[EXERCISE PROMPT]
Extract all lines from the data beneath that include the word "String".

[SUPPLIED INFORMATION]

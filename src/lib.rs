//! Site-Auditor: single-URL performance, SEO and accessibility audits
//!
//! This crate fetches one page, extracts SEO and accessibility signals from it,
//! probes a bounded sample of its links, enriches the result with optional
//! third-party providers and turns everything into weighted scores and
//! recommendations.

pub mod analysis;
pub mod config;
pub mod enrich;
pub mod fetch;
pub mod history;
pub mod model;
pub mod output;
pub mod queue;
pub mod recommend;
pub mod score;
pub mod seo;
pub mod url;

use thiserror::Error;

/// Main error type for Site-Auditor operations
#[derive(Debug, Error)]
pub enum AuditError {
    #[error("Invalid URL: {0}")]
    InvalidUrl(#[from] UrlError),

    #[error("Configuration error: {0}")]
    Config(#[from] ConfigError),

    #[error("History error: {0}")]
    History(#[from] history::HistoryError),

    #[error("HTTP client error: {0}")]
    HttpClient(#[from] reqwest::Error),

    #[error("Analysis cancelled")]
    Cancelled,

    #[error("Scan queue is closed")]
    QueueClosed,

    #[error("Scan queue is full ({limit} jobs pending)")]
    QueueFull { limit: usize },

    #[error("IO error: {0}")]
    Io(#[from] std::io::Error),
}

/// Configuration-specific errors
#[derive(Debug, Error)]
pub enum ConfigError {
    #[error("Failed to read config file: {0}")]
    Io(#[from] std::io::Error),

    #[error("Failed to parse TOML: {0}")]
    Parse(#[from] toml::de::Error),

    #[error("Validation error: {0}")]
    Validation(String),

    #[error("Invalid URL in config: {0}")]
    InvalidUrl(String),
}

/// URL-specific errors
#[derive(Debug, Error)]
pub enum UrlError {
    #[error("Failed to parse URL: {0}")]
    Parse(String),

    #[error("Invalid URL scheme: {0}")]
    InvalidScheme(String),

    #[error("URL is empty")]
    Empty,
}

/// Result type alias for Site-Auditor operations
pub type Result<T> = std::result::Result<T, AuditError>;

/// Result type alias for configuration operations
pub type ConfigResult<T> = std::result::Result<T, ConfigError>;

/// Result type alias for URL operations
pub type UrlResult<T> = std::result::Result<T, UrlError>;

// Re-export commonly used types
pub use analysis::{AnalysisOrchestrator, AnalysisThrottler};
pub use config::Config;
pub use model::{AnalysisMode, AnalysisRequest, AnalysisResult};
pub use queue::{ScanJobState, ScanJobStatus, ScanQueue};
pub use url::normalize_url;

[SOLVED EXERCISE]
    Validation(String),
    InvalidUrl(String),
    Parse(String),
    InvalidScheme(String),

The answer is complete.